Kondisi Harga Beras yang Masih Tinggi Meski Stok Melimpah
Anggota Komisi VI DPR RI, Firnando Ganinduto, menyampaikan kekhawatirannya terkait harga beras yang masih tinggi meskipun stok nasional mencapai sekitar 4,2 juta ton pada awal Agustus 2025. Ia menilai fenomena ini menjadi paradoks dalam tata kelola pangan nasional yang perlu segera diperbaiki.
Menurutnya, surplus beras seharusnya menjadi jaminan ketersediaan dan kestabilan harga. Namun, kenyataannya di lapangan, harga beras justru melampaui Harga Eceran Tertinggi (HET). Hal ini menunjukkan adanya masalah serius dalam distribusi dan pengawasan.
Firnando menegaskan bahwa persoalan beras di Indonesia bukan lagi terletak pada produksi, melainkan pada tata kelola distribusi dan rantai pasok yang masih lemah. Dua masalah klasik yang terus berulang adalah:
- Distribusi tidak efisien yang membuat surplus menumpuk di sebagian wilayah sementara daerah lain menghadapi harga tinggi.
- Praktik perantara serta manipulasi harga melalui penimbunan stok yang menciptakan kelangkaan semu.
Rantai distribusi yang panjang dan tidak terkendali menyebabkan harga beras di tingkat konsumen semakin melambung. Firnando menekankan bahwa pemerintah tidak boleh membiarkan praktik seperti ini terus terjadi karena merugikan rakyat.
Solusi Jangka Pendek dengan Program SPHP
Firnando menilai program Stabilisasi Pasokan dan Harga Pangan (SPHP) yang dijalankan BULOG sudah tepat sebagai solusi jangka pendek. Melalui distribusi ke pasar tradisional, ritel modern, hingga Rumah Pangan Kita (RPK), intervensi ini efektif menekan gejolak harga.

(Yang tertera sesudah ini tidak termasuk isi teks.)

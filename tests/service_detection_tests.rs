//! End-to-end banner grabbing and service detection against local listeners.

use portprobe::{PortStatus, ScanConfig, ScanEngine};
use std::io::Write;
use std::net::TcpListener;
use std::thread;

/// Accept `count` connections and greet each one with `banner`.
fn greeting_listener(banner: &'static [u8], count: usize) -> (u16, thread::JoinHandle<()>) {
    let listener = TcpListener::bind("127.0.0.1:0").unwrap();
    let port = listener.local_addr().unwrap().port();
    let handle = thread::spawn(move || {
        for _ in 0..count {
            let Ok((mut stream, _)) = listener.accept() else {
                return;
            };
            let _ = stream.write_all(banner);
            // Keep the connection alive long enough for the read.
            let _ = stream.flush();
        }
    });
    (port, handle)
}

#[test]
fn banner_flows_into_the_result() {
    // The engine opens one scan connection and the grabber a second one.
    let (port, handle) = greeting_listener(b"220 vsFTPd 3.0.5 ready\r\n", 2);

    let config = ScanConfig::new("127.0.0.1")
        .with_ports(vec![port])
        .with_timeout(1000)
        .with_concurrency(1);
    let mut engine = ScanEngine::new(config).unwrap();
    let report = engine.scan().unwrap();
    handle.join().unwrap();

    assert_eq!(report.total_count(), 1);
    let result = &report.results()[0];
    assert_eq!(result.status, PortStatus::Open);

    let banner = result.banner.as_deref().expect("banner grabbed");
    assert!(banner.starts_with("220 vsFTPd 3.0.5"));

    // An ephemeral port has no pattern entry, so the matcher falls back to
    // the well-known table.
    let service = result.service.as_ref().expect("service identified");
    assert!((service.confidence - 0.5).abs() < f32::EPSILON);
}

#[test]
fn detection_disabled_leaves_service_empty() {
    let (port, handle) = greeting_listener(b"SSH-2.0-OpenSSH_8.9p1\r\n", 2);

    let mut config = ScanConfig::new("127.0.0.1")
        .with_ports(vec![port])
        .with_timeout(1000);
    config.service_detection = false;
    let mut engine = ScanEngine::new(config).unwrap();
    let report = engine.scan().unwrap();
    handle.join().unwrap();

    let result = &report.results()[0];
    assert_eq!(result.status, PortStatus::Open);
    assert!(result.service.is_none());
    assert!(result.banner.is_some());
}

#[test]
fn banner_grabbing_disabled_still_classifies() {
    let (port, handle) = greeting_listener(b"220 mail ESMTP\r\n", 1);

    let mut config = ScanConfig::new("127.0.0.1")
        .with_ports(vec![port])
        .with_timeout(1000);
    config.banner_grabbing = false;
    let mut engine = ScanEngine::new(config).unwrap();
    let report = engine.scan().unwrap();
    handle.join().unwrap();

    let result = &report.results()[0];
    assert_eq!(result.status, PortStatus::Open);
    assert!(result.banner.is_none());

    // Detection still runs, on an empty banner.
    let service = result.service.as_ref().expect("service identified");
    assert!((service.confidence - 0.5).abs() < f32::EPSILON);
}

#[test]
fn closed_port_never_reaches_the_grabber() {
    let port = {
        let listener = TcpListener::bind("127.0.0.1:0").unwrap();
        listener.local_addr().unwrap().port()
    };

    let config = ScanConfig::new("127.0.0.1")
        .with_ports(vec![port])
        .with_timeout(1000);
    let mut engine = ScanEngine::new(config).unwrap();
    let report = engine.scan().unwrap();

    let result = &report.results()[0];
    assert_eq!(result.status, PortStatus::Closed);
    assert!(result.banner.is_none());
    assert!(result.service.is_none());
}
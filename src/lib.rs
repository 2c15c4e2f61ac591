//! portprobe - an event-driven TCP connect scanner.
//!
//! One single-threaded event loop multiplexes thousands of in-flight
//! non-blocking connects against a target, classifies every port as
//! open / closed / filtered / unknown, and identifies listening services
//! from their banners.

pub mod config;
pub mod error;
pub mod network;
pub mod output;
pub mod scanner;
pub mod service;

// Re-export commonly used types
pub use config::{CancelToken, IpVersion, ScanConfig};
pub use error::ScanError;
pub use network::PortStatus;
pub use scanner::{ScanEngine, ScanReport, ScanResult};
pub use service::ServiceInfo;

pub type Result<T> = std::result::Result<T, ScanError>;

Namun, kebijakan ini harus didukung dengan analisis yang baik tentang pengendalian stok pangan oleh BULOG. Perlu diketahui berapa jumlah stok yang harus ada di gudang dan berapa yang dilepas ke pasar agar HET benar-benar tercapai di tingkat ritel.

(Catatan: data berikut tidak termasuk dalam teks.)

//! Target resolution: IP literals first, then DNS.

use crate::config::IpVersion;
use crate::error::ScanError;
use std::net::{IpAddr, SocketAddr, ToSocketAddrs};

/// A resolved scan target: one address plus the family the engine will use
/// for its sockets.
#[derive(Debug, Clone)]
pub struct Target {
    /// Original host string as given, kept for the HTTP Host header.
    pub host: String,
    pub addr: IpAddr,
}

impl Target {
    pub fn family(&self) -> IpVersion {
        super::family_of(self.addr)
    }

    pub fn socket_addr(&self, port: u16) -> SocketAddr {
        SocketAddr::new(self.addr, port)
    }
}

/// Resolve a hostname or IP literal into a [`Target`].
///
/// A string that parses as an IP literal is used as-is, provided its family
/// matches the requested one. Otherwise the name is resolved and the first
/// address of the requested family wins; `Auto` prefers IPv4.
pub fn resolve(host: &str, version: IpVersion) -> crate::Result<Target> {
    if host.is_empty() {
        return Err(ScanError::InvalidTarget("target cannot be empty".into()));
    }

    if let Ok(addr) = host.parse::<IpAddr>() {
        if !family_matches(addr, version) {
            return Err(ScanError::Resolve {
                host: host.to_string(),
                reason: format!("address family does not match requested {version}"),
            });
        }
        return Ok(Target {
            host: host.to_string(),
            addr,
        });
    }

    // Port 0 satisfies ToSocketAddrs; only the addresses matter.
    let addrs: Vec<IpAddr> = (host, 0u16)
        .to_socket_addrs()
        .map_err(|e| ScanError::Resolve {
            host: host.to_string(),
            reason: e.to_string(),
        })?
        .map(|sa| sa.ip())
        .collect();

    let chosen = match version {
        IpVersion::Ipv4 => addrs.iter().find(|a| a.is_ipv4()),
        IpVersion::Ipv6 => addrs.iter().find(|a| a.is_ipv6()),
        IpVersion::Auto => addrs
            .iter()
            .find(|a| a.is_ipv4())
            .or_else(|| addrs.first()),
    };

    match chosen {
        Some(&addr) => {
            log::debug!("resolved {host} to {addr}");
            Ok(Target {
                host: host.to_string(),
                addr,
            })
        }
        None => Err(ScanError::Resolve {
            host: host.to_string(),
            reason: format!("no address of family {version} found"),
        }),
    }
}

fn family_matches(addr: IpAddr, version: IpVersion) -> bool {
    match version {
        IpVersion::Ipv4 => addr.is_ipv4(),
        IpVersion::Ipv6 => addr.is_ipv6(),
        IpVersion::Auto => true,
    }
}
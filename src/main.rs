use anyhow::Context;
use clap::parser::ValueSource;
use clap::{Arg, ArgAction, ArgMatches, Command};
use std::process;

use portprobe::config::{parse_port_spec, ScanConfig};
use portprobe::output::{OutputConfig, OutputFormat, OutputManager, ProgressDisplay};
use portprobe::scanner::ScanEngine;

fn build_cli() -> Command {
    Command::new("portprobe")
        .version(env!("CARGO_PKG_VERSION"))
        .about("Event-driven TCP connect scanner with banner-based service detection")
        .arg(
            Arg::new("target")
                .value_name("TARGET")
                .help("Target to scan (hostname or IP literal)")
                .index(1),
        )
        .arg(
            Arg::new("ports")
                .short('p')
                .long("ports")
                .value_name("PORTS")
                .help("Ports to scan (e.g. 80, 80,443, 1-1024)")
                .default_value("1-1000"),
        )
        .arg(
            Arg::new("timeout")
                .short('t')
                .long("timeout")
                .value_name("MS")
                .help("Per-connect deadline in milliseconds")
                .value_parser(clap::value_parser!(u64))
                .default_value("3000"),
        )
        .arg(
            Arg::new("concurrency")
                .short('c')
                .long("concurrency")
                .value_name("COUNT")
                .help("Maximum simultaneous connection attempts")
                .value_parser(clap::value_parser!(usize))
                .default_value("100"),
        )
        .arg(
            Arg::new("ip-version")
                .long("ip-version")
                .value_name("VERSION")
                .help("Socket family selection")
                .value_parser(["ipv4", "ipv6", "auto"])
                .default_value("auto"),
        )
        .arg(
            Arg::new("no-service-detection")
                .long("no-service-detection")
                .help("Skip service identification on open ports")
                .action(ArgAction::SetTrue),
        )
        .arg(
            Arg::new("no-banner-grab")
                .long("no-banner-grab")
                .help("Skip banner grabbing on open ports")
                .action(ArgAction::SetTrue),
        )
        .arg(
            Arg::new("format")
                .short('f')
                .long("format")
                .value_name("FORMAT")
                .help("Result format")
                .value_parser(["txt", "json", "xml"])
                .default_value("txt"),
        )
        .arg(
            Arg::new("output")
                .short('o')
                .long("output")
                .value_name("FILE")
                .help("Write results to a file instead of stdout"),
        )
        .arg(
            Arg::new("config")
                .long("config")
                .value_name("FILE")
                .help("Load scan options from a JSON or XML config file"),
        )
        .arg(
            Arg::new("show-closed")
                .long("show-closed")
                .help("Include closed and filtered ports in text output")
                .action(ArgAction::SetTrue),
        )
        .arg(
            Arg::new("no-progress")
                .long("no-progress")
                .help("Disable the progress bar")
                .action(ArgAction::SetTrue),
        )
        .arg(
            Arg::new("no-color")
                .long("no-color")
                .help("Disable colored output")
                .action(ArgAction::SetTrue),
        )
        .arg(
            Arg::new("verbose")
                .short('v')
                .long("verbose")
                .help("Verbose logging")
                .action(ArgAction::SetTrue),
        )
}

fn from_cli(set: &ArgMatches, id: &str) -> bool {
    set.value_source(id) == Some(ValueSource::CommandLine)
}

/// Command-line values override whatever the config file provided. When no
/// file was loaded, clap's defaults fill in the remaining options.
fn apply_cli_overrides(
    config: &mut ScanConfig,
    matches: &ArgMatches,
    file_loaded: bool,
) -> anyhow::Result<()> {
    if let Some(target) = matches.get_one::<String>("target") {
        config.target = target.clone();
    }
    if from_cli(matches, "ports") || !file_loaded {
        let spec = matches.get_one::<String>("ports").unwrap();
        config.ports = parse_port_spec(spec).with_context(|| format!("bad port spec {spec:?}"))?;
    }
    if from_cli(matches, "timeout") || !file_loaded {
        config.timeout = *matches.get_one::<u64>("timeout").unwrap();
    }
    if from_cli(matches, "concurrency") || !file_loaded {
        config.concurrency = *matches.get_one::<usize>("concurrency").unwrap();
    }
    if from_cli(matches, "ip-version") || !file_loaded {
        config.ip_version = matches.get_one::<String>("ip-version").unwrap().parse()?;
    }
    if matches.get_flag("no-service-detection") {
        config.service_detection = false;
    }
    if matches.get_flag("no-banner-grab") {
        config.banner_grabbing = false;
    }
    if from_cli(matches, "format") || !file_loaded {
        config.output_format = matches.get_one::<String>("format").unwrap().clone();
    }
    if let Some(output) = matches.get_one::<String>("output") {
        config.output_file = Some(output.clone());
    }
    if matches.get_flag("verbose") {
        config.verbose = true;
    }
    Ok(())
}

fn main() {
    if let Err(e) = run() {
        eprintln!("error: {e:#}");
        process::exit(1);
    }
}

fn run() -> anyhow::Result<()> {
    let matches = build_cli().get_matches();

    let file_loaded = matches.get_one::<String>("config").is_some();
    let mut config = match matches.get_one::<String>("config") {
        Some(path) => {
            ScanConfig::from_file(path).with_context(|| format!("loading config {path}"))?
        }
        None => ScanConfig::default(),
    };
    apply_cli_overrides(&mut config, &matches, file_loaded)?;

    env_logger::Builder::from_default_env()
        .filter_level(if config.verbose {
            log::LevelFilter::Debug
        } else {
            log::LevelFilter::Warn
        })
        .init();

    if matches.get_one::<String>("target").is_none() && !file_loaded {
        anyhow::bail!("no target given (pass a TARGET argument or --config)");
    }

    let format: OutputFormat = config
        .output_format
        .parse()
        .with_context(|| format!("bad output format {:?}", config.output_format))?;

    let target = config.target.clone();
    let output = OutputConfig {
        format,
        file: config.output_file.clone(),
        colored: !matches.get_flag("no-color") && config.output_file.is_none(),
        show_closed: matches.get_flag("show-closed"),
    };

    let mut engine = ScanEngine::new(config).context("scan setup failed")?;
    let total = engine.config().ports.len();

    let show_progress =
        !matches.get_flag("no-progress") && format == OutputFormat::Text && output.file.is_none();

    let report = if show_progress {
        let mut display = ProgressDisplay::new(total);
        let report = engine.scan_with_progress(|completed, _| display.update(completed))?;
        display.finish();
        report
    } else {
        engine.scan()?
    };

    OutputManager::new(output).write_report(&report, &target)?;
    Ok(())
}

Ia juga mendorong adanya parameter rilis harian/mingguan yang transparan dan terukur, sehingga intervensi pasar bisa lebih tepat sasaran.
Peran Kementerian Perdagangan yang Lebih Besar
Meskipun intervensi BULOG penting, Firnando menilai bahwa Kementerian Perdagangan (Kemendag) perlu mengambil peran lebih besar dalam pengawasan rantai pasok beras secara menyeluruh.
Pengawasan harga dan stok harus dilakukan secara transparan. Jika terjadi lonjakan harga lebih dari 5% dalam waktu singkat, pemerintah wajib segera turun tangan. Penegakan HET juga tidak boleh sekadar imbauan, tetapi harus ada tindakan tegas.
Sinergi Lintas Sektor untuk Menjaga Stabilitas Beras
Firnando mendorong sinergi antara BULOG, Kementerian Perdagangan, dan pemerintah daerah untuk menjaga stabilitas beras. Ia menekankan bahwa pemerintah daerah harus memastikan jalur distribusi lancar, BULOG memperkuat cadangan intervensi, dan Kemendag memastikan pasar berjalan transparan. Semua pihak harus bekerja sama untuk mencapai tujuan tersebut.
Komitmen DPR RI dalam Pengawasan dan Regulasi
Sebagai mitra kerja pemerintah di bidang perdagangan dan BUMN, Komisi VI DPR RI berkomitmen memperkuat fungsi pengawasan sekaligus mendorong regulasi yang berpihak pada masyarakat.
Komisi VI akan terus mengawal agar tata kelola beras lebih efisien, transparan, dan adil. Surplus beras harus menjadi berkah bagi rakyat, bukan paradoks yang merugikan konsumen maupun petani.